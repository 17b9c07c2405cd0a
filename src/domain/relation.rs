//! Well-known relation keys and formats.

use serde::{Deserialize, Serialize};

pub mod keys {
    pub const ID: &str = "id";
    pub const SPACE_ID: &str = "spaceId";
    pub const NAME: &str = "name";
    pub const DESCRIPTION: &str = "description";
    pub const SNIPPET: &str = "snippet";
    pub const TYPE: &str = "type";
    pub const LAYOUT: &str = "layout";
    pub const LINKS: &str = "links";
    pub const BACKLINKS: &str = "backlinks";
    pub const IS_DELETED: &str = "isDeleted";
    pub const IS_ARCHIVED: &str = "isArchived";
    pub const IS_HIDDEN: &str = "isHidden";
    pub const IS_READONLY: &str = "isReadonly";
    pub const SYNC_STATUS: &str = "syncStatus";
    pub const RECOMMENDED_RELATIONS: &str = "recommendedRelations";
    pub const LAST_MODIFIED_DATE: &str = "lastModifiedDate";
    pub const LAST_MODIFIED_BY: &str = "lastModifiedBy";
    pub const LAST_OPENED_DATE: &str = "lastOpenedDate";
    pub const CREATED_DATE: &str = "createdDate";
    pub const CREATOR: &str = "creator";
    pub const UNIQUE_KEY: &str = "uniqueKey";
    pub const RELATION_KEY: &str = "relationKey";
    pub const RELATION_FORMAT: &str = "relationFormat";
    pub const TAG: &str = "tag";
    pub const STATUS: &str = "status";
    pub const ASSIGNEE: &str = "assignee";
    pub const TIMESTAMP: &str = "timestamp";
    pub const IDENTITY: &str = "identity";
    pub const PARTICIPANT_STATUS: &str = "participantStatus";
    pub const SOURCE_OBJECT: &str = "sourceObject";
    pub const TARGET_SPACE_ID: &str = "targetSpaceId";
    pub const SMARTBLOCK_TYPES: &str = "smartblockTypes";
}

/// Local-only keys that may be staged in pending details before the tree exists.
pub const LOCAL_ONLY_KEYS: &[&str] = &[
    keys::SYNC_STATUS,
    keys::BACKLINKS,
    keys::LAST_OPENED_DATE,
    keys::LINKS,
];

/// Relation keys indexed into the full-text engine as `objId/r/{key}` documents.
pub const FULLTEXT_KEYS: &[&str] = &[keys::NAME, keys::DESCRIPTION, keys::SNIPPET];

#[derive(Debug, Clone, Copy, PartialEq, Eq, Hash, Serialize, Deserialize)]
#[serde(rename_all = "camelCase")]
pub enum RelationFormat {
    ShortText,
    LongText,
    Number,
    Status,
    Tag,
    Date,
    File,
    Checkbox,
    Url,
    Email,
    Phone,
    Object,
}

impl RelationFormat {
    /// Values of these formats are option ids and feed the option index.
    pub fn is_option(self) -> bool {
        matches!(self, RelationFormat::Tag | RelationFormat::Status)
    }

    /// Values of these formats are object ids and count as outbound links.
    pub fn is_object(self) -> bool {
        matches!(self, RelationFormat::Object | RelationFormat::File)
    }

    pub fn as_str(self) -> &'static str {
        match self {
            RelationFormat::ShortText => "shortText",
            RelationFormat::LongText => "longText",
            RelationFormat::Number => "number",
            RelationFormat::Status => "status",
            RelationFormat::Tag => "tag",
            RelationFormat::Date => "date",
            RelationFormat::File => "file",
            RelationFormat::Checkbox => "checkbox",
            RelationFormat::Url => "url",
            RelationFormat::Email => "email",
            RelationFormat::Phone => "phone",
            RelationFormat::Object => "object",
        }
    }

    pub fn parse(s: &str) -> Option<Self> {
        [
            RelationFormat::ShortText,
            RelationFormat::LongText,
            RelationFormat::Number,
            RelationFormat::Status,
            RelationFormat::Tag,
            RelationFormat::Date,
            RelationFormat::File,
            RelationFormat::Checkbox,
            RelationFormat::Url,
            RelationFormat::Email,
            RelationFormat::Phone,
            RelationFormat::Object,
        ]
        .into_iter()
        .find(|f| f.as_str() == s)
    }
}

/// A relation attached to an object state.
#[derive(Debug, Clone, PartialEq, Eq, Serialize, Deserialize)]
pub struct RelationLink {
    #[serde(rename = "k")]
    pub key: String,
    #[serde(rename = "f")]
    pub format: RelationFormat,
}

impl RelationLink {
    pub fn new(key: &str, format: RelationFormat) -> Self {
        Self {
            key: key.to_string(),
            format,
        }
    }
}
○ ○ ○ ○ ○
## What this task involves
In the listing above, which lines include the string "SNIPPET"? Return every one of them.

## Exercise solution
    pub const SNIPPET: &str = "snippet";
pub const FULLTEXT_KEYS: &[&str] = &[keys::NAME, keys::DESCRIPTION, keys::SNIPPET];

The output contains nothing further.